Every line below that contains the word "UpstreamResponse" must be copied.

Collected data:
⁂

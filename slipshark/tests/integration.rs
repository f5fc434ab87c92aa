// Integration tests
//
// End-to-end tests exercising the full research path:
// chat client → relay router → upstream client → SSE parser → streamed answer
//
// Uses wiremock as the upstream mock, tower::ServiceExt::oneshot for
// in-process HTTP, and a live relay on an ephemeral port for the client.

use async_trait::async_trait;
use axum::body::Body;
use axum::http::{Request, StatusCode};
use bytes::Bytes;
use slipshark::client::{
    ClientError, RelayReply, RelayTransport, StreamingCallbacks, StreamingClient,
};
use slipshark::config::{self, RelayConfig, StringSource};
use slipshark::proxy;
use slipshark::rate_limit::RateLimiter;
use slipshark::session::{ChatSession, Role, UNAVAILABLE_MESSAGE};
use slipshark::storage::MemoryStore;
use slipshark::upstream::{
    ReqwestUpstreamClient, ResearchRequest, UpstreamClient, UpstreamError, UpstreamResponse,
};
use futures_util::{stream, StreamExt};
use std::sync::atomic::{AtomicUsize, Ordering};
use std::sync::Arc;
use std::time::Duration;
use tower::ServiceExt;
use wiremock::matchers::{body_json, header, method, path};
use wiremock::{Mock, MockServer, ResponseTemplate};

// ---------------------------------------------------------------------------
// Infrastructure
// ---------------------------------------------------------------------------

const API_KEY: &str = "integration-secret-key";

fn test_yaml(upstream_url: &str) -> String {
    format!(
        r#"slipshark: v1

upstream:
  url: "{upstream_url}/research"
  api_key: "{API_KEY}"
  timeout_ms: 2000

relay:
  path: /api/research
  platform: web

environment: "test"
"#
    )
}

/// Router wired to a wiremock upstream through the real reqwest client.
fn build_test_router(mock_url: &str) -> axum::Router {
    let source = StringSource {
        content: test_yaml(mock_url),
    };
    let config = config::load_config(&source).expect("test config must load");
    let upstream: Arc<dyn UpstreamClient> = Arc::new(ReqwestUpstreamClient::new(
        reqwest::Client::new(),
        &config.upstream,
    ));
    proxy::build_router(upstream, config.relay)
}

/// Upstream that replays fixed network chunks, to control chunk boundaries.
struct ChunkedUpstream {
    status: StatusCode,
    chunks: Vec<&'static str>,
}

#[async_trait]
impl UpstreamClient for ChunkedUpstream {
    async fn open(&self, _request: ResearchRequest) -> Result<UpstreamResponse, UpstreamError> {
        let chunks = self
            .chunks
            .iter()
            .map(|c| Ok(Bytes::from_static(c.as_bytes())))
            .collect();
        Ok(UpstreamResponse::streaming(self.status, chunks))
    }
}

/// Upstream that sends one frame, then drops the connection.
struct DroppingUpstream;

#[async_trait]
impl UpstreamClient for DroppingUpstream {
    async fn open(&self, _request: ResearchRequest) -> Result<UpstreamResponse, UpstreamError> {
        let first = stream::iter(vec![Ok(Bytes::from_static(b"data: partial\n\n"))]);
        let reset = stream::once(async {
            tokio::time::sleep(Duration::from_millis(100)).await;
            Err(UpstreamError::Body("connection reset".to_string()))
        });
        Ok(UpstreamResponse {
            status: StatusCode::OK,
            body: Some(Box::pin(first.chain(reset))),
        })
    }
}

/// Serve `router` on an ephemeral local port; returns the relay URL.
async fn spawn_relay(router: axum::Router) -> String {
    let listener = tokio::net::TcpListener::bind("127.0.0.1:0").await.unwrap();
    let addr = listener.local_addr().unwrap();
    tokio::spawn(async move {
        axum::serve(listener, router).await.unwrap();
    });
    format!("http://{addr}/api/research")
}

fn json_request(body: &str) -> Request<Body> {
    Request::builder()
        .method("POST")
        .uri("/api/research")
        .header("content-type", "application/json")
        .body(Body::from(body.to_owned()))
        .unwrap()
}

async fn body_string(resp: axum::response::Response) -> String {
    let bytes = axum::body::to_bytes(resp.into_body(), 1024 * 1024)
        .await
        .unwrap();
    String::from_utf8(bytes.to_vec()).unwrap()
}

#[derive(Debug, PartialEq)]
enum Event {
    Chunk(String),
    Error(ClientError),
    Complete(String),
}

#[derive(Default)]
struct Recorder {
    events: Vec<Event>,
}

impl StreamingCallbacks for Recorder {
    fn on_chunk(&mut self, chunk: &str) {
        self.events.push(Event::Chunk(chunk.to_string()));
    }
    fn on_error(&mut self, error: ClientError) {
        self.events.push(Event::Error(error));
    }
    fn on_complete(&mut self, full_response: String) {
        self.events.push(Event::Complete(full_response));
    }
}

// ---------------------------------------------------------------------------
// Relay router against a wiremock upstream
// ---------------------------------------------------------------------------

#[tokio::test]
async fn relay_flattens_upstream_sse() {
    let mock_server = MockServer::start().await;
    Mock::given(method("POST"))
        .and(path("/research"))
        .and(header("X-API-Key", API_KEY))
        .and(body_json(serde_json::json!({
            "query": "best bets tonight",
            "platform": "web"
        })))
        .respond_with(
            ResponseTemplate::new(200)
                .insert_header("content-type", "text/event-stream")
                .set_body_string("data: Hello\n\ndata:  world\n\ndata: [DONE]\n\n"),
        )
        .expect(1)
        .mount(&mock_server)
        .await;

    let app = build_test_router(&mock_server.uri());
    let resp = app
        .oneshot(json_request(r#"{"query":"best bets tonight"}"#))
        .await
        .unwrap();

    assert_eq!(resp.status(), StatusCode::OK);
    assert_eq!(
        resp.headers().get("content-type").unwrap(),
        "text/event-stream"
    );
    let headers = format!("{:?}", resp.headers());
    let body = body_string(resp).await;
    assert_eq!(body, "Hello world");
    assert!(!body.contains(API_KEY) && !headers.contains(API_KEY));
}

#[tokio::test]
async fn upstream_503_becomes_json_error() {
    let mock_server = MockServer::start().await;
    Mock::given(method("POST"))
        .respond_with(ResponseTemplate::new(503).set_body_string("data: overloaded\n\n"))
        .mount(&mock_server)
        .await;

    let app = build_test_router(&mock_server.uri());
    let resp = app.oneshot(json_request(r#"{"query":"q"}"#)).await.unwrap();

    assert_eq!(resp.status(), StatusCode::SERVICE_UNAVAILABLE);
    let json: serde_json::Value = serde_json::from_str(&body_string(resp).await).unwrap();
    assert_eq!(json, serde_json::json!({"error": "API request failed"}));
}

#[tokio::test]
async fn unreachable_upstream_is_internal_error() {
    // Port 9 (discard) is essentially never listening on localhost.
    let app = build_test_router("http://127.0.0.1:9");
    let resp = app.oneshot(json_request(r#"{"query":"q"}"#)).await.unwrap();

    assert_eq!(resp.status(), StatusCode::INTERNAL_SERVER_ERROR);
    let json: serde_json::Value = serde_json::from_str(&body_string(resp).await).unwrap();
    assert_eq!(json["error"], "Internal server error");
}

// ---------------------------------------------------------------------------
// Streaming client against a live relay
// ---------------------------------------------------------------------------

#[tokio::test]
async fn client_receives_hello_world_across_chunk_splits() {
    let upstream = Arc::new(ChunkedUpstream {
        status: StatusCode::OK,
        chunks: vec!["data: Hel", "lo wor", "ld\n\n"],
    });
    let url = spawn_relay(proxy::build_router(upstream, RelayConfig::default())).await;

    let client = StreamingClient::http(url);
    let mut recorder = Recorder::default();
    client.send_query("q", &mut recorder).await;

    let last = recorder.events.last().unwrap();
    assert_eq!(*last, Event::Complete("Hello world".to_string()));
    assert!(recorder
        .events
        .iter()
        .all(|e| !matches!(e, Event::Error(_))));

    let streamed: String = recorder
        .events
        .iter()
        .filter_map(|e| match e {
            Event::Chunk(c) => Some(c.as_str()),
            _ => None,
        })
        .collect();
    assert_eq!(streamed, "Hello world");
}

#[tokio::test]
async fn client_sees_503_as_error_only() {
    let upstream = Arc::new(ChunkedUpstream {
        status: StatusCode::SERVICE_UNAVAILABLE,
        chunks: vec!["data: never\n\n"],
    });
    let url = spawn_relay(proxy::build_router(upstream, RelayConfig::default())).await;

    let client = StreamingClient::http(url);
    let mut recorder = Recorder::default();
    client.send_query("q", &mut recorder).await;

    assert_eq!(recorder.events, vec![Event::Error(ClientError::Status(503))]);
}

#[tokio::test]
async fn client_sees_mid_stream_drop_after_partial_content() {
    let url = spawn_relay(proxy::build_router(
        Arc::new(DroppingUpstream),
        RelayConfig::default(),
    ))
    .await;

    let client = StreamingClient::http(url);
    let mut recorder = Recorder::default();
    client.send_query("q", &mut recorder).await;

    assert_eq!(
        recorder.events.first(),
        Some(&Event::Chunk("partial".to_string()))
    );
    assert!(
        matches!(recorder.events.last(), Some(Event::Error(_))),
        "expected a trailing error, got {:?}",
        recorder.events
    );
    assert!(recorder
        .events
        .iter()
        .all(|e| !matches!(e, Event::Complete(_))));
}

#[tokio::test]
async fn session_transcript_from_live_relay() {
    let mock_server = MockServer::start().await;
    Mock::given(method("POST"))
        .respond_with(ResponseTemplate::new(200).set_body_string("data: Take the under.\n\n"))
        .mount(&mock_server)
        .await;
    let url = spawn_relay(build_test_router(&mock_server.uri())).await;

    let client = StreamingClient::http(url);
    let mut session = ChatSession::new();
    session.submit_user_message("Lakers total?");
    session.begin_response();
    client.send_query("Lakers total?", &mut session).await;

    let messages = session.messages();
    assert_eq!(messages.len(), 2);
    assert_eq!(messages[1].role, Role::System);
    assert_eq!(messages[1].content, "Take the under.");
    assert!(messages[1].completed);
}

#[tokio::test]
async fn upstream_404_shows_unavailable_notice() {
    let mock_server = MockServer::start().await;
    Mock::given(method("POST"))
        .respond_with(ResponseTemplate::new(404))
        .mount(&mock_server)
        .await;
    let url = spawn_relay(build_test_router(&mock_server.uri())).await;

    let client = StreamingClient::http(url);
    let mut session = ChatSession::new();
    session.submit_user_message("q");
    session.begin_response();
    client.send_query("q", &mut session).await;

    assert_eq!(session.messages()[1].content, UNAVAILABLE_MESSAGE);
}

// ---------------------------------------------------------------------------
// Quota gate
// ---------------------------------------------------------------------------

struct CountingTransport {
    calls: AtomicUsize,
}

#[async_trait]
impl RelayTransport for CountingTransport {
    async fn post_query(&self, _query: &str) -> Result<RelayReply, ClientError> {
        self.calls.fetch_add(1, Ordering::SeqCst);
        Ok(RelayReply::streaming(
            StatusCode::OK,
            vec![Ok(Bytes::from_static(b"answer"))],
        ))
    }
}

#[tokio::test]
async fn exhausted_quota_never_reaches_the_relay() {
    let transport = Arc::new(CountingTransport {
        calls: AtomicUsize::new(0),
    });
    let client = StreamingClient::new(transport.clone());
    let limiter = RateLimiter::new(Arc::new(MemoryStore::new()));
    let mut session = ChatSession::new();

    for i in 0..7 {
        session.submit_user_message(&format!("question {i}"));
        if limiter.try_consume_one().unwrap() {
            session.begin_response();
            client.send_query("q", &mut session).await;
        } else {
            session.record_limit_reached(limiter.daily_limit());
        }
    }

    assert_eq!(transport.calls.load(Ordering::SeqCst), 5);
    assert_eq!(limiter.remaining_queries(), 0);
    let notices = session
        .messages()
        .iter()
        .filter(|m| m.content.starts_with("You've reached your daily limit of 5"))
        .count();
    assert_eq!(notices, 2);
}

⁂

» SOLUTION TO THIS TASK:
    ReqwestUpstreamClient, ResearchRequest, UpstreamClient, UpstreamError, UpstreamResponse,
    async fn open(&self, _request: ResearchRequest) -> Result<UpstreamResponse, UpstreamError> {
        Ok(UpstreamResponse::streaming(self.status, chunks))
    async fn open(&self, _request: ResearchRequest) -> Result<UpstreamResponse, UpstreamError> {
        Ok(UpstreamResponse {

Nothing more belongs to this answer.